The problem:
Using the data below, work out how many lines contain the word "crate", then state that number without comment.

[Available records — start]

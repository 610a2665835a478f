use rand::Rng;
use shared::GAME_CODE_LENGTH;
use std::time::{Duration, SystemTime, UNIX_EPOCH};

// Get current timestamp in milliseconds
pub fn get_timestamp() -> u64 {
    SystemTime::now()
        .duration_since(UNIX_EPOCH)
        .unwrap_or(Duration::from_secs(0))
        .as_millis() as u64
}

// Random lowercase code players share to join the same friend game
pub fn generate_game_code() -> String {
    let mut rng = rand::thread_rng();
    (0..GAME_CODE_LENGTH)
        .map(|_| rng.gen_range(b'a'..=b'z') as char)
        .collect()
}
use crate::models::JobExperience;

/// Result of one tailoring run, handed to the renderer.
///
/// Only the pipeline constructs it, and only after every step succeeded.
/// Selected experiences are in relevance order, carry the highlighted duties,
/// and have their dates already reduced to years.
#[derive(Debug, Clone, PartialEq, Eq)]
pub struct TailoredResume {
    about_me: String,
    selected_experiences: Vec<JobExperience>,
    tailored_skills: Vec<String>,
}

impl TailoredResume {
    pub(crate) fn new(
        about_me: String,
        selected_experiences: Vec<JobExperience>,
        tailored_skills: Vec<String>,
    ) -> Self {
        Self {
            about_me,
            selected_experiences,
            tailored_skills,
        }
    }

    pub fn about_me(&self) -> &str {
        &self.about_me
    }

    pub fn selected_experiences(&self) -> &[JobExperience] {
        &self.selected_experiences
    }

    pub fn tailored_skills(&self) -> &[String] {
        &self.tailored_skills
    }
}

[Available records — finish]

Exercise output:
2